Pokaż notki z kategorii:

MÓJ BLOG


          Wielkimi krokami zbliżały się najważniejsze mecze sezonu na Fidżi. Ostatnie kolejki ligowe, Bitwa Gigantów, Mistrzostwa Dystryktów i moja przyszłość. Tak, ten ostatni punkt martwi mnie najbardziej.

Garść informacji
 
 
          Po fantastycznym debiucie i wygranej Navui 4-1 nad outsiderem ligi Nadrogą pomyślałem, że nie jest źle z tą drużyną i z nadzieją przystąpiłem do kolejnego spotkania. Wciąż szukałem sposobów na wzmocnienie drużyny, aczkolwiek wszystkie moje potencjalne transfery nie wypalały. To co zaklepałem wcześniej zostało.

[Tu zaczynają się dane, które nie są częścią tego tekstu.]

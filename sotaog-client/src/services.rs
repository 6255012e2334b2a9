//! Reports, notifications, and customer data feeds.

use crate::client::Client;
use crate::error::Result;
use crate::query::Query;
use crate::request::Request;
use crate::response::Json;
use chrono::NaiveDate;
use serde::Serialize;
use serde_json::Value;

#[derive(Serialize)]
struct SmsRequest<'a> {
    to_numbers: &'a [String],
    text: &'a str,
}

impl Client {
    /// List available custom reports.
    ///
    /// # Errors
    ///
    /// Returns an error unless the server answers 200.
    pub fn get_custom_reports(&self) -> Result<Value> {
        self.call::<Json<Value>>(Request::get(
            "/v1/custom_reports",
            "retrieve custom reports list",
        ))
    }

    /// Send one text message to several numbers.
    ///
    /// # Errors
    ///
    /// Returns an error unless the server answers 200.
    pub fn send_sms(&self, to_numbers: &[String], text: &str) -> Result<Value> {
        let request = Request::post("/v1/sms", "send sms").json(&SmsRequest { to_numbers, text })?;
        self.call::<Json<Value>>(request)
    }

    /// Raw Cimarron feed data of a customer.
    ///
    /// # Errors
    ///
    /// Returns an error unless the server answers 200.
    pub fn get_cimarron_raw_data(
        &self,
        customer: &str,
        start_date: Option<NaiveDate>,
        end_date: Option<NaiveDate>,
    ) -> Result<Value> {
        let query = Query::new()
            .with("customer", customer)
            .date("start_date", start_date)
            .date("end_date", end_date);
        self.call::<Json<Value>>(
            Request::get("/v2/cimarron-raw-data", "load cimarron raw data").query(query),
        )
    }

    /// Store raw Cimarron feed data.
    ///
    /// # Errors
    ///
    /// Returns an error unless the server answers 200.
    pub fn post_cimarron_raw_data<T: Serialize + ?Sized>(&self, body: &T) -> Result<Value> {
        let request =
            Request::post("/v2/cimarron-raw-data", "save cimarron raw data").json(body)?;
        self.call::<Json<Value>>(request)
    }

    /// Scheduled data of a customer, optionally for one month.
    ///
    /// The customer travels as the `customer_id` query parameter.
    ///
    /// # Errors
    ///
    /// Returns an error unless the server answers 200.
    pub fn get_scheduled_data(&self, customer: &str, month: Option<&str>) -> Result<Value> {
        let query = Query::new()
            .with("customer_id", customer)
            .opt("month", month);
        self.call::<Json<Value>>(
            Request::get("/v2/scheduled-data", "load scheduled data").query(query),
        )
    }
}
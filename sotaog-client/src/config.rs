//! Connection settings.

use std::env;
use std::fmt;
use thiserror::Error;

/// Environment variable holding the API base URL.
pub const ENV_URL: &str = "SOTAOG_API_URL";
/// Environment variable holding the client id.
pub const ENV_CLIENT_ID: &str = "SOTAOG_CLIENT_ID";
/// Environment variable holding the client secret.
pub const ENV_CLIENT_SECRET: &str = "SOTAOG_CLIENT_SECRET";
/// Environment variable holding the optional tenant (customer) id.
pub const ENV_CUSTOMER_ID: &str = "SOTAOG_CUSTOMER_ID";

/// Errors raised while assembling a [`ClientConfig`].
#[derive(Debug, Error, PartialEq, Eq)]
pub enum ConfigError {
    /// A required environment variable is unset or empty.
    #[error("missing required environment variable {0}")]
    Missing(&'static str),
}

/// Everything needed to open an authenticated session.
#[derive(Clone, PartialEq, Eq)]
pub struct ClientConfig {
    /// API base URL, e.g. `https://api.sotaog.com`.
    pub base_url: String,
    /// OAuth client id.
    pub client_id: String,
    /// OAuth client secret.
    pub client_secret: String,
    /// Tenant scoping every request, sent as `x-sotaog-customer-id`.
    pub customer_id: Option<String>,
}

impl ClientConfig {
    /// Create a configuration without a tenant.
    pub fn new(
        base_url: impl Into<String>,
        client_id: impl Into<String>,
        client_secret: impl Into<String>,
    ) -> Self {
        Self {
            base_url: base_url.into(),
            client_id: client_id.into(),
            client_secret: client_secret.into(),
            customer_id: None,
        }
    }

    /// Scope all requests to a tenant.
    #[must_use]
    pub fn with_customer_id(mut self, customer_id: impl Into<String>) -> Self {
        self.customer_id = Some(customer_id.into());
        self
    }

    /// Read the configuration from the process environment.
    ///
    /// Environment variables:
    /// - `SOTAOG_API_URL` (required)
    /// - `SOTAOG_CLIENT_ID` (required)
    /// - `SOTAOG_CLIENT_SECRET` (required)
    /// - `SOTAOG_CUSTOMER_ID` (optional)
    pub fn from_env() -> Result<Self, ConfigError> {
        Self::from_lookup(|key| env::var(key).ok())
    }

    fn from_lookup(lookup: impl Fn(&str) -> Option<String>) -> Result<Self, ConfigError> {
        let read = |key: &'static str| lookup(key).filter(|v| !v.is_empty());
        let required = |key: &'static str| read(key).ok_or(ConfigError::Missing(key));

        Ok(Self {
            base_url: required(ENV_URL)?,
            client_id: required(ENV_CLIENT_ID)?,
            client_secret: required(ENV_CLIENT_SECRET)?,
            customer_id: read(ENV_CUSTOMER_ID),
        })
    }
}

impl fmt::Debug for ClientConfig {
    fn fmt(&self, f: &mut fmt::Formatter<'_>) -> fmt::Result {
        f.debug_struct("ClientConfig")
            .field("base_url", &self.base_url)
            .field("client_id", &self.client_id)
            .field("client_secret", &"<redacted>")
            .field("customer_id", &self.customer_id)
            .finish()
    }
}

          Kolejną dobrą informacją jest fakt zatrzymania wszystkich zawodników, którymi interesowali się ligowi rywale. Udało mi się przekonać chłopaków, że można zbudować tu fajną ekipę.

          W pracy też nie idzie nam najgorzej. Generalnie jestem traktowany, jak każdy obcy w innym kraju zabierający robotę miejscowym, ale coś mi tu śmierdzi w tej firmie, tylko nie jestem w stanie stwierdzić dokładnie co. Niemniej muszę zająć się Navuą, a resztą się mam nie przejmować.


Liga
 
          Postanowiłem nic nie zmieniać w przygotowaniach do starcia z Rewą. Nasi przeciwnicy grali z Labasą i wygrali pewnie spotkanie 3 - 0. Byłem przygotowany na ciężkie spotkanie. W tym spotkaniu mogłem skorzystać z dwóch nowych nabytków Anand Sami zagrał na lewej obronie (choć to nominalny środkowy obrońca), nastomiast Roland Lawrence wystąpił na lewej pomocy, na której też się dobrze ponoć czuje.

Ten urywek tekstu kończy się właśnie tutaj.